Peut-être pensa-t-on devoir adopter ce vocable, parce que Moïse, Élie et le Seigneur lui-même avaient jeûné quarante jours. Les quarante années qu'Israël demeura dans le désert, et les quarante mystiques stations qui en marquèrent la traversée, s'accordent aussi très bien au mystère de ce nombre.
Ou bien cette dîme d'un nouveau genre reçut le nom de quarantaine, par un emprunt fait aux usages de la perception. Telle est, en effet, dans le populaire, la manière de désigner l'impôt qui affecte au service du roi une part des bénéfices proportionnelle au légitime impôt du carême, que le roi de tous les siècles exige de nous, pour la jouissance de la vie présente.
Voici maintenant qui n'a aucun rapport avec la question. Mais, puisque l'occasion se présente d'en parler, je ne crois pas devoir le taire.
Nos anciens ont témoigné fréquemment de la coutume suivante chez la nation ennemie des démons. Durant ces jours, ils redoublent leurs attaques contre l'espèce des moines, et les poussent avec plus d'impétuosité à quitter leurs cellules, pour passer en d'autres lieux. De même que les Égyptiens opprimaient jadis les enfants d'Israël sous de violentes afflictions, ces Égyptiens spirituels s'efforcent de courber sous un dur et boueux travail le véritable Israël, le peuple spirituel des moines. Ils voudraient nous empêcher d'abandonner, par une tranquillité agréable à Dieu, la terre d'Égypte, et de passer au désert des vertus, où réside le salut. Le Pharaon frémit de colère contre nous, et s'écrie : Ils sont oisifs, et c'est pourquoi ils vocifèrent, disant : Allons, et sacrifions au Seigneur, notre Dieu. Qu'on les charge de travail, qu'ils soient tout occupés à la besogne, et qu'ils ne prêtent plus l'oreille à des paroles vaines ! (Ex 5,8-9). Vains eux-mêmes, les démons représentent comme la suprême vanité le sacrifice saint du Seigneur, qui ne s'offre que dans le désert d'un coeur libre, car la religion est une abomination au pécheur. (Ec 1,24)

CHAPITRE 29

Les parfaits vont plus loin que la loi du carême.
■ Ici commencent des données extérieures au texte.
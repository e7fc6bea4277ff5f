//! Scoring of transactions against bill occurrences.

use serde::Serialize;

use crate::config::BillMatchingSettings;
use crate::ledger::{BillOccurrence, Transaction};

pub const DESCRIPTION_POINTS: u32 = 40;
pub const AMOUNT_POINTS: u32 = 30;
pub const EXACT_AMOUNT_BONUS: u32 = 10;
pub const MAX_DATE_POINTS: i64 = 30;
pub const DATE_POINTS_PER_DAY: i64 = 3;

const EXACT_AMOUNT_EPSILON: f64 = 0.01;
const MIN_SHARED_TOKEN_LEN: usize = 4;

/// Which signals fired when scoring one transaction against one occurrence.
#[derive(Debug, Clone, Copy, Default, PartialEq, Eq, Serialize)]
#[serde(rename_all = "camelCase")]
pub struct MatchDetails {
    pub description_match: bool,
    pub amount_match: bool,
    pub exact_amount: bool,
    pub days_diff: i64,
    pub within_window: bool,
}

#[derive(Debug, Clone, Copy, Default, PartialEq, Eq, Serialize)]
pub struct MatchScore {
    pub score: u32,
    pub details: MatchDetails,
}

impl MatchScore {
    fn meets(&self, settings: &BillMatchingSettings) -> bool {
        (!settings.require_description_match || self.details.description_match)
            && (!settings.require_amount_match || self.details.amount_match)
            && (!settings.require_date_window || self.details.within_window)
    }
}

/// Best occurrence found for one transaction.
#[derive(Debug, Clone, PartialEq, Serialize)]
#[serde(rename_all = "camelCase")]
pub struct TransactionBillMatch {
    pub transaction_id: String,
    pub matched_bill: Option<BillOccurrence>,
    pub match_score: u32,
    pub match_details: MatchDetails,
}

impl TransactionBillMatch {
    fn unmatched(transaction: &Transaction) -> Self {
        Self {
            transaction_id: transaction.key(),
            matched_bill: None,
            match_score: 0,
            match_details: MatchDetails::default(),
        }
    }

    pub fn is_match(&self) -> bool {
        self.matched_bill.is_some()
    }
}

pub struct MatchingService;

impl MatchingService {
    /// Sums the description, amount, and date signals. Income always scores zero.
    pub fn score(
        transaction: &Transaction,
        occurrence: &BillOccurrence,
        settings: &BillMatchingSettings,
    ) -> MatchScore {
        if !transaction.is_expense() {
            return MatchScore::default();
        }

        let description_match = descriptions_match(transaction, occurrence);

        let difference = (transaction.amount.abs() - occurrence.bill_amount).abs();
        let amount_match = difference <= settings.amount_tolerance;
        let exact_amount = amount_match && difference < EXACT_AMOUNT_EPSILON;

        let days_diff = (transaction.date - occurrence.occurrence_date)
            .num_days()
            .abs();
        let within_window = days_diff <= settings.date_window_days;
        let date_points = (MAX_DATE_POINTS - DATE_POINTS_PER_DAY * days_diff).max(0) as u32;

        let mut score = date_points;
        if description_match {
            score += DESCRIPTION_POINTS;
        }
        if amount_match {
            score += AMOUNT_POINTS;
        }
        if exact_amount {
            score += EXACT_AMOUNT_BONUS;
        }

        MatchScore {
            score,
            details: MatchDetails {
                description_match,
                amount_match,
                exact_amount,
                days_diff,
                within_window,
            },
        }
    }

    /// Highest-scoring occurrence satisfying the required signals. The first of
    /// equally scored candidates wins, and a zero score never matches.
    pub fn find_best_match(
        transaction: &Transaction,
        occurrences: &[BillOccurrence],
        settings: &BillMatchingSettings,
    ) -> TransactionBillMatch {
        let mut best = TransactionBillMatch::unmatched(transaction);
        for occurrence in occurrences {
            let scored = Self::score(transaction, occurrence, settings);
            if scored.score > best.match_score && scored.meets(settings) {
                best.matched_bill = Some(occurrence.clone());
                best.match_score = scored.score;
                best.match_details = scored.details;
            }
        }
        best
    }
}

fn descriptions_match(transaction: &Transaction, occurrence: &BillOccurrence) -> bool {
    if let Some(source) = occurrence.source_description.as_deref() {
        if transaction.description == source {
            return true;
        }
    }

    let name = transaction.display_name().trim().to_lowercase();
    let bill = occurrence.bill_name.trim().to_lowercase();
    if name.is_empty() || bill.is_empty() {
        return false;
    }
    if name == bill || name.contains(&bill) || bill.contains(&name) {
        return true;
    }

    let name_tokens: Vec<&str> = significant_tokens(&name).collect();
    let shared = significant_tokens(&bill).any(|bill_token| {
        name_tokens
            .iter()
            .any(|token| token.contains(bill_token) || bill_token.contains(token))
    });
    shared
}

fn significant_tokens(text: &str) -> impl Iterator<Item = &str> {
    text.split_whitespace()
        .filter(|token| token.chars().count() >= MIN_SHARED_TOKEN_LEN)
}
Cependant, l'homme juste et parfait n'est point lié par la loi du carême, et ne peut se contenter d'une règle aussi modeste. Les chefs des Églises l'ont établie pour les gens du monde, qui sont pris, tout l'espace de l'année, par leurs plaisirs et leurs affaires. En les enchaînant en quelque sorte par cette nécessité légale, ils ont voulu les contraindre à vaquer au Seigneur du moins pendant ces jours, et à lui consacrer la dîme de leur vie, qu'autrement la vanité dévorerait tout entière.
Mais il n'en va pas de même sorte pour les justes. La Loi n'a pas été faite pour eux. Ils ne donnent pas aux exercices spirituels une part si mince, un dixième seulement de leur temps, mais toute leur vie. Dès là, ils sont affranchis du payement de la dîme légale; et si quelque honnête et sainte nécessité vient à les y forcer, ils ne craignent pas de rompre la station du jeûne, sans plus de débat. Ce n'est point là porter atteinte à la modicité de la dîme, puisqu'ils se sont offerts eux-mêmes avec tout ce qu'ils avaient.
Au contraire, celui qui n'offre rien à Dieu volontairement, n'agirait pas de même, sans se rendre gravement coupable de fraude. Il est tenu strictement, lui, d'acquitter sa dîme; et la loi ne lui laisse pas d'excuse.
Par où il apparaît clairement que la perfection n'est point le lot du serviteur de la loi, qui se borne à éviter ce qui est défendu et à faire ce qui est prescrit. Mais ceux-là sont vraiment parfaits qui n'usent pas des libertés mêmes que la loi leur accorde.
À la vérité, malgré ce qui est dit de la Loi mosaïque, qu' elle n'a rien amené à la perfection,(Heb 7,19) nous lisons qu'il y eut des parfaits parmi les saints de l'Ancien Testament. Mais ce fut qu'ils dépassèrent le commandement de la Loi, pour vivre sous la perfection évangélique, sachant que la Loi n'a pas été faite pour les justes, mais pour les injustes et les rebelles, les impies et les pécheurs, les scélérats et les impudiques. (1 Tim 1,9-10).

CHAPITRE 30

De la cause et des commencements du carême.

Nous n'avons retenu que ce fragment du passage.